* _TASK OBJECTIVE_: Reproduce, exactly, the lines of the material below from the line containing "pub enum CreditCardValidationError" through the line containing "number must have", with both end lines included and nothing else.

....

//! Month grid construction.
//!
//! A grid is the week-by-week table a calendar renders for one month: whole
//! weeks from the week containing the 1st to the week containing the last day,
//! with the padding days from adjacent months tagged as such. With
//! `normalize_height` the grid is always padded to six weeks so several
//! calendars shown side by side line up.

use chrono::Weekday;
use serde::Serialize;

use crate::date::CalendarDate;
use crate::locale::{CalendarLocale, Gregorian};

/// Weeks in a height-normalized grid.
pub const NORMALIZED_WEEKS: usize = 6;

/// One day cell of a [`MonthGrid`].
#[derive(Debug, Clone, Copy, PartialEq, Eq, Serialize)]
pub struct GridCell {
    pub date: CalendarDate,
    /// False for padding days taken from the previous or next month.
    pub belongs_to_displayed_month: bool,
}

impl GridCell {
    pub fn label(&self) -> u32 {
        self.date.label()
    }

    /// First day of the displayed month (never true for padding cells).
    pub fn is_month_start(&self) -> bool {
        self.belongs_to_displayed_month && self.date.is_first_of_month()
    }

    /// Last day of the displayed month (never true for padding cells).
    pub fn is_month_end(&self) -> bool {
        self.belongs_to_displayed_month && self.date.is_last_of_month()
    }

    pub fn is_weekend(&self) -> bool {
        self.date.is_weekend()
    }
}

/// Week rows for one displayed month. Every row has exactly seven cells.
#[derive(Debug, Clone, PartialEq, Eq, Serialize)]
pub struct MonthGrid {
    reference: CalendarDate,
    week_start: Weekday,
    weeks: Vec<[GridCell; 7]>,
}

impl MonthGrid {
    /// First day of the displayed month.
    pub fn reference(&self) -> CalendarDate {
        self.reference
    }

    pub fn week_start(&self) -> Weekday {
        self.week_start
    }

    pub fn weeks(&self) -> &[[GridCell; 7]] {
        &self.weeks
    }

    pub fn week_count(&self) -> usize {
        self.weeks.len()
    }

    /// All cells in row-major order.
    pub fn cells(&self) -> impl Iterator<Item = &GridCell> {
        self.weeks.iter().flatten()
    }

    /// The grid transposed into one column per weekday, in week-start order.
    pub fn columns(&self) -> Vec<Vec<GridCell>> {
        (0..7)
            .map(|col| self.weeks.iter().map(|week| week[col]).collect())
            .collect()
    }

    /// First cell of the grid (may belong to the previous month).
    pub fn first_day(&self) -> CalendarDate {
        self.weeks
            .first()
            .map(|w| w[0].date)
            .unwrap_or(self.reference)
    }

    /// Last cell of the grid (may belong to the next month).
    pub fn last_day(&self) -> CalendarDate {
        self.weeks
            .last()
            .map(|w| w[6].date)
            .unwrap_or(self.reference)
    }

    /// The cell showing `date`, if the grid covers it.
    pub fn cell_for(&self, date: CalendarDate) -> Option<&GridCell> {
        self.cells().find(|c| c.date == date)
    }

    /// Whether `date` falls in the displayed month.
    pub fn displays(&self, date: CalendarDate) -> bool {
        self.reference.same_month(date)
    }
}

/// Build the grid for `reference_date`'s month with Sunday-first weeks.
pub fn build_month_grid(reference_date: CalendarDate, normalize_height: bool) -> MonthGrid {
    build_month_grid_with(&Gregorian::default(), reference_date, normalize_height)
}

/// Build the grid for `reference_date`'s month using `locale` for week start
/// and month length.
///
/// The grid starts at the beginning of the week holding the 1st and ends with
/// the week holding the last day. When `normalize_height` is set, trailing
/// weeks from the next month are appended until there are six.
pub fn build_month_grid_with<L>(
    locale: &L,
    reference_date: CalendarDate,
    normalize_height: bool,
) -> MonthGrid
where
    L: CalendarLocale + ?Sized,
{
    let first = reference_date.first_of_month();
    let month_len = locale.days_in_month(first.year(), first.month());
    let last = first.add_days(i64::from(month_len) - 1);

    let leading = locale.column_of(first);
    let trailing = 6 - locale.column_of(last);
    let grid_start = first.add_days(-i64::from(leading));

    let mut week_count = ((leading + month_len + trailing) / 7) as usize;
    if normalize_height {
        week_count = week_count.max(NORMALIZED_WEEKS);
    }

    let weeks: Vec<[GridCell; 7]> = (0..week_count)
        .map(|w| {
            std::array::from_fn(|d| {
                let date = grid_start.add_days((w * 7 + d) as i64);
                GridCell {
                    date,
                    belongs_to_displayed_month: date.same_month(first),
                }
            })
        })
        .collect();

    tracing::trace!(month = %first, weeks = weeks.len(), normalize_height, "built month grid");

    MonthGrid {
        reference: first,
        week_start: locale.week_start(),
        weeks,
    }
}
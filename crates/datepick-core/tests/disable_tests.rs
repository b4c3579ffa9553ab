//! Tests for disablement rules: each predicate on its own, OR composition,
//! range scans, and the JSON configuration shape.

use chrono::Weekday;
use datepick_core::{is_disabled, is_range_disabled, CalendarDate, DisablementRule, PickerError};

fn d(s: &str) -> CalendarDate {
    CalendarDate::parse(s).unwrap()
}

// ── Single predicates ───────────────────────────────────────────────────────

#[test]
fn empty_rule_disables_nothing() {
    let rules = DisablementRule::new();
    assert!(rules.is_empty());
    assert!(!is_disabled(d("2025-03-08"), &rules));
    assert!(!is_range_disabled(d("2000-01-01"), d("2030-12-31"), &rules));
}

#[test]
fn weekends_rule_matches_saturday_and_sunday() {
    let rules = DisablementRule::new().weekends();
    assert!(is_disabled(d("2025-03-08"), &rules)); // Sat
    assert!(is_disabled(d("2025-03-09"), &rules)); // Sun
    assert!(!is_disabled(d("2025-03-10"), &rules)); // Mon
}

#[test]
fn weekday_rule_matches_listed_days_only() {
    let rules = DisablementRule::new()
        .weekday(Weekday::Mon)
        .weekday(Weekday::Sat);
    assert!(is_disabled(d("2025-03-10"), &rules)); // Mon
    assert!(is_disabled(d("2025-03-08"), &rules)); // Sat
    assert!(!is_disabled(d("2025-03-09"), &rules)); // Sun
    assert!(!is_disabled(d("2025-03-11"), &rules)); // Tue
}

#[test]
fn explicit_dates_match_by_day() {
    let rules = DisablementRule::new().date(d("2025-06-05"));
    assert!(is_disabled(d("2025-06-05T18:30:00"), &rules));
    assert!(!is_disabled(d("2025-06-06"), &rules));
}

#[test]
fn start_alone_disables_strictly_after() {
    let rules = DisablementRule::new().disable_after(d("2025-06-04"));
    assert!(!is_disabled(d("2025-06-03"), &rules));
    assert!(!is_disabled(d("2025-06-04"), &rules));
    assert!(is_disabled(d("2025-06-05"), &rules));
    assert!(is_disabled(d("2030-01-01"), &rules));
}

#[test]
fn end_alone_disables_strictly_before() {
    let rules = DisablementRule::new().disable_before(d("2025-06-20"));
    assert!(is_disabled(d("1999-12-31"), &rules));
    assert!(is_disabled(d("2025-06-19"), &rules));
    assert!(!is_disabled(d("2025-06-20"), &rules));
    assert!(!is_disabled(d("2025-06-21"), &rules));
}

#[test]
fn start_and_end_together_disable_inclusive_span() {
    let rules = DisablementRule::new()
        .disable_after(d("2025-06-04"))
        .disable_before(d("2025-06-20"));
    assert!(!is_disabled(d("2025-06-03"), &rules));
    assert!(is_disabled(d("2025-06-04"), &rules));
    assert!(is_disabled(d("2025-06-12"), &rules));
    assert!(is_disabled(d("2025-06-20"), &rules));
    assert!(!is_disabled(d("2025-06-21"), &rules));
}

#[test]
fn between_is_inclusive_in_either_order() {
    let rules = DisablementRule::new().disable_between(d("2025-06-20"), d("2025-06-04"));
    assert!(is_disabled(d("2025-06-04"), &rules));
    assert!(is_disabled(d("2025-06-20"), &rules));
    assert!(!is_disabled(d("2025-06-21"), &rules));
    assert!(!is_disabled(d("2025-06-03"), &rules));
}

#[test]
fn predicates_combine_with_or() {
    let rules = DisablementRule::new()
        .weekends()
        .date(d("2025-03-12"))
        .disable_between(d("2025-03-24"), d("2025-03-25"));
    assert!(is_disabled(d("2025-03-08"), &rules));
    assert!(is_disabled(d("2025-03-12"), &rules));
    assert!(is_disabled(d("2025-03-25"), &rules));
    assert!(!is_disabled(d("2025-03-11"), &rules));
}

// ── Range scans ─────────────────────────────────────────────────────────────

#[test]
fn range_with_disabled_interior_day_is_disabled() {
    let rules = DisablementRule::new().date(d("2025-03-12"));
    assert!(is_range_disabled(d("2025-03-10"), d("2025-03-14"), &rules));
    assert!(is_range_disabled(d("2025-03-14"), d("2025-03-10"), &rules));
}

#[test]
fn range_endpoints_are_included_in_scan() {
    let rules = DisablementRule::new().date(d("2025-03-12"));
    assert!(is_range_disabled(d("2025-03-12"), d("2025-03-20"), &rules));
    assert!(is_range_disabled(d("2025-03-01"), d("2025-03-12"), &rules));
    assert!(is_range_disabled(d("2025-03-12"), d("2025-03-12"), &rules));
}

#[test]
fn clean_range_is_not_disabled() {
    let rules = DisablementRule::new().date(d("2025-03-12"));
    assert!(!is_range_disabled(d("2025-03-13"), d("2025-03-31"), &rules));
}

#[test]
fn weekend_rule_blocks_any_range_of_a_week_or_more() {
    let rules = DisablementRule::new().weekends();
    assert!(!is_range_disabled(d("2025-03-10"), d("2025-03-14"), &rules));
    assert!(is_range_disabled(d("2025-03-10"), d("2025-03-16"), &rules));
}

// ── JSON shape ──────────────────────────────────────────────────────────────

#[test]
fn parses_provider_style_json() {
    let json = r#"{
        "every": "weekdays",
        "weekdays": [1, 6],
        "days": ["2025-6-05", "2025-7-2"],
        "start": "2025-6-4",
        "end": "2025-6-20"
    }"#;
    let rules: DisablementRule = serde_json::from_str(json).unwrap();

    assert!(!rules.weekends);
    assert_eq!(rules.weekdays, vec![Weekday::Mon, Weekday::Sat]);
    assert_eq!(rules.dates, vec![d("2025-06-05"), d("2025-07-02")]);
    assert!(is_disabled(d("2025-06-10"), &rules)); // inside start..end
    assert!(is_disabled(d("2025-07-02"), &rules)); // explicit
    assert!(is_disabled(d("2025-07-07"), &rules)); // Monday
    assert!(!is_disabled(d("2025-07-08"), &rules)); // Tuesday, outside span
}

#[test]
fn parses_weekend_selector() {
    let rules: DisablementRule =
        serde_json::from_str(r#"{"every": "weekend", "days": ["2025-12-01"]}"#).unwrap();
    assert!(rules.weekends);
    assert!(is_disabled(d("2025-12-06"), &rules));
    assert!(is_disabled(d("2025-12-01"), &rules));
    assert!(!is_disabled(d("2025-12-02"), &rules));
}

#[test]
fn parses_between_object() {
    let rules: DisablementRule = serde_json::from_str(
        r#"{"between": {"start": "2025-03-20", "end": "2025-03-10"}}"#,
    )
    .unwrap();
    assert!(is_disabled(d("2025-03-15"), &rules));
    assert!(!is_disabled(d("2025-03-21"), &rules));
}

#[test]
fn out_of_range_weekday_is_rejected() {
    let err = serde_json::from_str::<DisablementRule>(r#"{"weekdays": [7]}"#).unwrap_err();
    assert!(err.to_string().contains("Invalid weekday: 7"), "{}", err);
}

#[test]
fn unknown_rule_key_is_rejected() {
    assert!(serde_json::from_str::<DisablementRule>(r#"{"weekend": true}"#).is_err());
}

#[test]
fn bad_date_in_rule_is_rejected() {
    let err = serde_json::from_str::<DisablementRule>(r#"{"days": ["2025-02-30"]}"#).unwrap_err();
    assert!(err.to_string().contains("Invalid date"), "{}", err);
}

#[test]
fn rule_survives_serialization() {
    let rules = DisablementRule::new()
        .weekends()
        .weekday(Weekday::Wed)
        .date(d("2025-03-12"))
        .disable_after(d("2025-12-31"));
    let json = serde_json::to_string(&rules).unwrap();
    let back: DisablementRule = serde_json::from_str(&json).unwrap();
    assert_eq!(back, rules);
}

#[test]
fn weekday_error_variant_from_number() {
    assert!(matches!(
        datepick_core::date::weekday_from_number(9),
        Err(PickerError::InvalidWeekday(9))
    ));
}
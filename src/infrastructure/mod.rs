//! Infrastructure layer for external integrations.
//!
//! This layer implements interfaces defined by the domain layer, providing
//! concrete implementations for data access and file storage.
//!
//! # Modules
//!
//! - [`persistence`] - In-memory catalog and purchase ledger
//! - [`storage`] - Book file storage (local directory)

pub mod persistence;
pub mod storage;
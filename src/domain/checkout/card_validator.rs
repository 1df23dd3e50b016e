//! Payment card validation.
//!
//! Cards are checked syntactically only: number format and Luhn checksum,
//! expiration date, and security code shape. Nothing is charged.

use chrono::{NaiveDate, Utc};

use crate::domain::entities::CreditCard;

const MIN_CARD_DIGITS: usize = 12;
const MAX_CARD_DIGITS: usize = 19;

/// Reasons a card is rejected.
#[derive(Debug, Clone, PartialEq, Eq, thiserror::Error)]
pub enum CreditCardValidationError {
    #[error("Card number is required")]
    MissingNumber,

    #[error("Card number may only contain digits, spaces and hyphens")]
    NonDigitNumber,

    #[error("Card number must have between 12 and 19 digits")]
    InvalidNumberLength,

    #[error("Card number failed checksum validation")]
    ChecksumMismatch,

    #[error("Card expiration is required")]
    MissingExpiration,

    #[error("Card expiration must be in MM/YY or MM/YYYY format")]
    MalformedExpiration,

    #[error("Card has expired")]
    Expired,

    #[error("Security code is required")]
    MissingSecurityCode,

    #[error("Security code must be 3 or 4 digits")]
    InvalidSecurityCode,
}

/// Validates a card against today's date (UTC).
///
/// # Errors
///
/// See [`validate_credit_card_at`].
pub fn validate_credit_card(card: &CreditCard) -> Result<(), CreditCardValidationError> {
    validate_credit_card_at(card, Utc::now().date_naive())
}

/// Validates a card as of `today`.
///
/// # Rules
///
/// Checked in order, first failure wins:
///
/// 1. Number present; spaces and hyphens are ignored; 12-19 digits; passes Luhn
/// 2. Expiration present, `MM/YY` or `MM/YYYY` with month 1-12; the card is
///    valid through the last day of that month, so it is expired only when
///    that day lies strictly before `today`
/// 3. Security code present, 3 or 4 digits
///
/// # Errors
///
/// Returns the first [`CreditCardValidationError`] rule violated.
pub fn validate_credit_card_at(
    card: &CreditCard,
    today: NaiveDate,
) -> Result<(), CreditCardValidationError> {
    validate_number(card.number.as_deref())?;
    validate_expiration(card.expiration.as_deref(), today)?;
    validate_security_code(card.security_code.as_deref())
}

fn validate_number(number: Option<&str>) -> Result<(), CreditCardValidationError> {
    let number = non_blank(number).ok_or(CreditCardValidationError::MissingNumber)?;

    let mut digits = Vec::with_capacity(MAX_CARD_DIGITS);
    for c in number.chars() {
        match c {
            '0'..='9' => digits.push(c as u8 - b'0'),
            ' ' | '-' => {}
            _ => return Err(CreditCardValidationError::NonDigitNumber),
        }
    }

    if !(MIN_CARD_DIGITS..=MAX_CARD_DIGITS).contains(&digits.len()) {
        return Err(CreditCardValidationError::InvalidNumberLength);
    }

    if !luhn_checksum_valid(&digits) {
        return Err(CreditCardValidationError::ChecksumMismatch);
    }

    Ok(())
}

/// Luhn mod-10 check over the digits, rightmost digit being the check digit.
fn luhn_checksum_valid(digits: &[u8]) -> bool {
    let sum: u32 = digits
        .iter()
        .rev()
        .enumerate()
        .map(|(i, &d)| {
            let d = u32::from(d);
            if i % 2 == 1 {
                let doubled = d * 2;
                if doubled > 9 { doubled - 9 } else { doubled }
            } else {
                d
            }
        })
        .sum();

    sum % 10 == 0
}

fn validate_expiration(
    expiration: Option<&str>,
    today: NaiveDate,
) -> Result<(), CreditCardValidationError> {
    let expiration = non_blank(expiration).ok_or(CreditCardValidationError::MissingExpiration)?;
    let (month, year) =
        parse_expiration(expiration).ok_or(CreditCardValidationError::MalformedExpiration)?;

    let last_valid_day =
        last_day_of_month(year, month).ok_or(CreditCardValidationError::MalformedExpiration)?;

    if last_valid_day < today {
        return Err(CreditCardValidationError::Expired);
    }

    Ok(())
}

/// Parses `MM/YY` or `MM/YYYY` into `(month, year)`.
fn parse_expiration(value: &str) -> Option<(u32, i32)> {
    let (month, year) = value.split_once('/')?;
    let (month, year) = (month.trim(), year.trim());

    if month.is_empty()
        || month.len() > 2
        || !month.bytes().all(|b| b.is_ascii_digit())
        || !year.bytes().all(|b| b.is_ascii_digit())
    {
        return None;
    }

    let month: u32 = month.parse().ok()?;
    if !(1..=12).contains(&month) {
        return None;
    }

    let year: i32 = match year.len() {
        2 => 2000 + year.parse::<i32>().ok()?,
        4 => year.parse().ok()?,
        _ => return None,
    };

    Some((month, year))
}

fn last_day_of_month(year: i32, month: u32) -> Option<NaiveDate> {
    let (next_year, next_month) = if month == 12 {
        (year + 1, 1)
    } else {
        (year, month + 1)
    };

    NaiveDate::from_ymd_opt(next_year, next_month, 1)?.pred_opt()
}

fn validate_security_code(code: Option<&str>) -> Result<(), CreditCardValidationError> {
    let code = non_blank(code).ok_or(CreditCardValidationError::MissingSecurityCode)?;

    if !(3..=4).contains(&code.len()) || !code.bytes().all(|b| b.is_ascii_digit()) {
        return Err(CreditCardValidationError::InvalidSecurityCode);
    }

    Ok(())
}

fn non_blank(value: Option<&str>) -> Option<&str> {
    value.map(str::trim).filter(|v| !v.is_empty())
}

....

* _ANSWER TO THE EXERCISE_:
pub enum CreditCardValidationError {
    #[error("Card number is required")]
    MissingNumber,

    #[error("Card number may only contain digits, spaces and hyphens")]
    NonDigitNumber,

    #[error("Card number must have between 12 and 19 digits")]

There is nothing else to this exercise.